Jessica Bernier of the Vermont Coalition for Food Sovereignty (center, in apron) leads Butter Appreciation Day March 8, where raw cream was made into butter at the state house, as a state house security official looked on. Again in that “local” mindset, the expanding outrage over the U.S. Food and Drug Administration’s court action against Amish farmer Dan Allgyer is showing up in part as upset over federal overreach into community food production. In just the last week, The Boston Globe has published an editorial opposing the government’s action, and the San Francisco Chronicle has featured a two-part series (here the first article) about the “War on Raw Milk”. The tone in both publications is much different than in the recent past–much more questioning now about government priorities and practices.

When you think about it, the localized community-oriented approach fits well with other recent developments in sustainable food production. In Vermont, an outpouring of outrage by ordinary citizens led the Vermont legislature to finally pass “the Dairy Class Bill” that overrules state regulators who had sought to block classes on making raw milk cheese, yogurt, and other products. Classes have been re-scheduled, for details see Rural Vermont’s web site.

The Rural Vermont organization had moved toward a compromise with the state authorities that would have required warning signage and the maintenance of lists of participants at any such classes. That brought objections from another citizen organization, the Vermont Coalition for Food Sovereignty. “Why compromise?” asked Jessica Bernier, head of the coalition. “They are violating our rights and those rules were giving them (ag regulators) a toe in the door.”

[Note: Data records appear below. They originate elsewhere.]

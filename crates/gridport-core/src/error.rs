#![forbid(unsafe_code)]

//! Fail-fast error types.
//!
//! Every error here represents a caller or configuration defect (impossible
//! geometry, stale row counts, out-of-range indices), never a transient
//! runtime fault. Violations are surfaced immediately and are not meant to be
//! recovered from; nothing is silently clamped or swallowed.

use std::fmt;

/// Rejected [`Scale`](crate::scale::Scale) construction inputs.
#[derive(Debug, Clone, Copy, PartialEq)]
pub enum GeometryError {
    /// A dimension is NaN or infinite.
    NonFiniteDimension { name: &'static str, value: f64 },
    /// A dimension that must be strictly positive is not.
    NonPositiveDimension { name: &'static str, value: f64 },
    /// The real canvas does not extend past the viewport.
    CanvasNotScrollable {
        canvas_height: f64,
        client_height: f64,
    },
    /// The virtual canvas does not extend past the viewport.
    VirtualCanvasNotScrollable {
        virtual_canvas_height: f64,
        client_height: f64,
    },
}

impl fmt::Display for GeometryError {
    fn fmt(&self, f: &mut fmt::Formatter<'_>) -> fmt::Result {
        match self {
            Self::NonFiniteDimension { name, value } => {
                write!(f, "{name} must be finite, got {value}")
            }
            Self::NonPositiveDimension { name, value } => {
                write!(f, "{name} must be > 0, got {value}")
            }
            Self::CanvasNotScrollable {
                canvas_height,
                client_height,
            } => write!(
                f,
                "canvas height {canvas_height} must exceed client height {client_height}"
            ),
            Self::VirtualCanvasNotScrollable {
                virtual_canvas_height,
                client_height,
            } => write!(
                f,
                "virtual canvas height {virtual_canvas_height} must exceed client height {client_height}"
            ),
        }
    }
}

impl std::error::Error for GeometryError {}

/// Errors from the reducer, the row-window calculator, and the planner.
#[derive(Debug, Clone, Copy, PartialEq)]
pub enum ScrollError {
    /// Invalid geometry while building or replacing a scale.
    Geometry(GeometryError),
    /// An action or derived intermediate is NaN or infinite.
    NonFiniteInput { name: &'static str, value: f64 },
    /// The operation needs a scale, but none has been installed.
    ScaleNotSet,
    /// The operation needs an anchor, but no scroll position has been
    /// observed yet.
    AnchorNotSet,
    /// A 1-based grid row index outside `[1, num_rows + 1]`.
    RowIndexOutOfRange { grid_row: usize, max: usize },
    /// The padded row window exceeds the configured ceiling.
    WindowOverCeiling { rows: usize, limit: usize },
    /// The computed row window violates its own bounds; indicates an
    /// inconsistency between the installed scale and the scroll state.
    WindowInconsistent {
        visible_start: usize,
        visible_end: usize,
        num_rows: usize,
    },
}

impl From<GeometryError> for ScrollError {
    fn from(err: GeometryError) -> Self {
        Self::Geometry(err)
    }
}

impl fmt::Display for ScrollError {
    fn fmt(&self, f: &mut fmt::Formatter<'_>) -> fmt::Result {
        match self {
            Self::Geometry(err) => write!(f, "invalid geometry: {err}"),
            Self::NonFiniteInput { name, value } => {
                write!(f, "{name} must be finite, got {value}")
            }
            Self::ScaleNotSet => write!(f, "no scale installed"),
            Self::AnchorNotSet => write!(f, "no scroll position observed yet"),
            Self::RowIndexOutOfRange { grid_row, max } => {
                write!(f, "grid row {grid_row} out of range 1..={max}")
            }
            Self::WindowOverCeiling { rows, limit } => write!(
                f,
                "rendered row window of {rows} rows exceeds the ceiling of {limit}"
            ),
            Self::WindowInconsistent {
                visible_start,
                visible_end,
                num_rows,
            } => write!(
                f,
                "row window {visible_start}..{visible_end} inconsistent with {num_rows} rows"
            ),
        }
    }
}

impl std::error::Error for ScrollError {
    fn source(&self) -> Option<&(dyn std::error::Error + 'static)> {
        match self {
            Self::Geometry(err) => Some(err),
            _ => None,
        }
    }
}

Even before the new legislation was passed, the Vermont Coalition had challenged the state on the issue, holding a “Butter Day” demonstration in the state house–security personnel were present, but didn’t interfer with the event (see photo above).

After that event, the Vermont Coalition encouraged citizens to call their representatives in the state House, and the tack worked. The new legislation removes restrictions that technically prevented raw dairies from selling milk to customers who want to make it into cheese, yogurt, or butter.

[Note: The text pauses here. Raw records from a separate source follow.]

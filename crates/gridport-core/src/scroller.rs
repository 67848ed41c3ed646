#![forbid(unsafe_code)]

//! Action dispatch and the read-only snapshot surface.

use crate::config::ScrollConfig;
use crate::error::ScrollError;
use crate::planner::{ScrollPlan, plan_row_into_view};
use crate::state::{ScrollAction, ScrollState, reduce};
use crate::window::{RowWindow, row_window};

/// Owner of the single scroll-state cell.
///
/// Everything the rendering layer needs flows through [`dispatch`](Self::dispatch)
/// (inputs) and [`snapshot`](Self::snapshot) (outputs). A failed dispatch
/// leaves the previous state untouched.
#[derive(Debug, Clone)]
pub struct GridScroller {
    state: ScrollState,
    config: ScrollConfig,
}

/// Read-only view of the engine for one frame.
#[derive(Debug, Clone, PartialEq)]
#[cfg_attr(feature = "serde", derive(serde::Serialize, serde::Deserialize))]
pub struct GridSnapshot {
    /// Height the host should give the real scroll canvas, once known.
    pub canvas_height: Option<f64>,
    /// Rows to mount, once a scale and an anchor exist.
    pub rows: Option<RowWindow>,
    /// Whether a programmatic scroll is in flight.
    pub is_scrolling: bool,
}

impl GridScroller {
    /// Create a scroller with the given tuning.
    #[must_use]
    pub fn new(config: ScrollConfig) -> Self {
        Self {
            state: ScrollState::new(),
            config,
        }
    }

    /// Create a scroller with default tuning.
    #[must_use]
    pub fn with_defaults() -> Self {
        Self::new(ScrollConfig::default())
    }

    /// Process one action, replacing the state wholesale.
    pub fn dispatch(&mut self, action: &ScrollAction) -> Result<(), ScrollError> {
        self.state = reduce(&self.state, action, &self.config)?;
        Ok(())
    }

    /// Snapshot the current frame.
    pub fn snapshot(&self) -> Result<GridSnapshot, ScrollError> {
        Ok(GridSnapshot {
            canvas_height: self.state.scale().map(|s| s.params().canvas_height),
            rows: row_window(&self.state, &self.config)?,
            is_scrolling: self.state.is_scrolling(),
        })
    }

    /// Compute the action (if any) that brings `grid_row` fully into view.
    pub fn plan_row_into_view(&self, grid_row: usize) -> Result<Option<ScrollPlan>, ScrollError> {
        plan_row_into_view(&self.state, &self.config, grid_row)
    }

    /// Current state.
    #[must_use]
    pub fn state(&self) -> &ScrollState {
        &self.state
    }

    /// Current tuning.
    #[must_use]
    pub fn config(&self) -> &ScrollConfig {
        &self.config
    }

    /// Replace the tuning for subsequent actions.
    pub fn set_config(&mut self, config: ScrollConfig) {
        self.config = config;
    }
}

Separate but related, also in Vermont, the Food Sovereignty movement has recently added two more locales approving resolutions or ordinances to the five I reported previously–Barre City and the Town of Barre. That makes seven towns in three states that have declared sovereignty on food.

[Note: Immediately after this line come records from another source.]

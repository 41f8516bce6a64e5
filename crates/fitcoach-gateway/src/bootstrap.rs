use std::sync::Arc;
use std::time::Duration;

use fitcoach_agents::{
    AgentRuntime, AnthropicProvider, ProviderConnector, ProviderManager, StdioMcpConnector,
};
use fitcoach_common::Result;
use fitcoach_config::{AppConfig, McpConfig};
use tracing::info;

/// One stdio connector per enabled MCP server, in name order.
pub fn mcp_connectors(config: &McpConfig) -> Vec<Arc<dyn ProviderConnector>> {
    let call_timeout = Duration::from_secs(config.tool_timeout_secs);
    config
        .enabled_servers()
        .map(|(name, server)| {
            Arc::new(StdioMcpConnector::new(name, server, call_timeout)) as Arc<dyn ProviderConnector>
        })
        .collect()
}

/// Start every enabled MCP server and wait until all are ready.
pub async fn start_providers(config: &AppConfig) -> Result<ProviderManager> {
    let connectors = mcp_connectors(&config.mcp);
    if connectors.is_empty() {
        info!("no MCP servers configured, tool use disabled");
        return Ok(ProviderManager::empty());
    }

    info!("starting {} MCP server(s)", connectors.len());
    ProviderManager::start_all(
        connectors,
        Duration::from_secs(config.mcp.startup_timeout_secs),
    )
    .await
}

/// Build the agent runtime over the Anthropic API and the started providers.
pub fn build_runtime(config: &AppConfig, providers: &ProviderManager) -> Result<AgentRuntime> {
    let api_key = config.require_api_key()?;
    let llm = AnthropicProvider::new(api_key.to_string()).with_base_url(config.llm.base_url.clone());

    Ok(AgentRuntime::from_config(
        Arc::new(llm),
        providers.registry(),
        config,
    ))
}

pub fn shutdown_grace(config: &AppConfig) -> Duration {
    Duration::from_secs(config.mcp.shutdown_grace_secs)
}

My sense of this Food Sovereignty trend is that it’s the kind that starts out slowly, and then gains momentum, in a kind of bell curve formation.

One interesting point about the Vermont Food Sovereignty moves: the two resolutions just passed cover protection of seeds, which has apparently not been covered in Maine and Massachusetts versions. “Saving seeds is so integral to this,” Jessica Bernier tells me. “It is a food issue, it is a security issue.” And with the growing impact of genetically-modified food, it may well turn into a survival issue.

The food safety establishment is beginning to take notice of the Food Sovereignty movement and, surprise, surprise, doesn’t approve. A lengthy article in the publication Food Safety News (published by the product liability law firm, Marler-Clark), assesses the new movement from a legal perspective, and concludes:

“While the food-sovereignty ordinance purports to let locals avoid these regulations, its chances of standing up under legal scrutiny are slim.” A New Hampshire law professor is quoted as providing a variation on the FDA’s position: “There is no citizens’ right to foods of their choice in the legal sense…The [Supreme] Court has consistently held that the commerce clause reaches intrastate actions that have interstate impact.”

But might the food safety lawyers be missing the point here? Do we not have a right to engage in private food transactions, neighbor selling food to neighbor? What if too many people are willing to ignore the legal parsing that the lawyers revel in, and are determined to privately obtain the foods they decide are important to them? It happened once before, when America used the strongest legal sanction in its arsenal, an amendment to the U.S. Constitution, to deny people alcoholic beverages. So many people ignored the prohibition and engaged in private sales that the government threw up its hands and gave up, though it did take 13 years (1920-1933).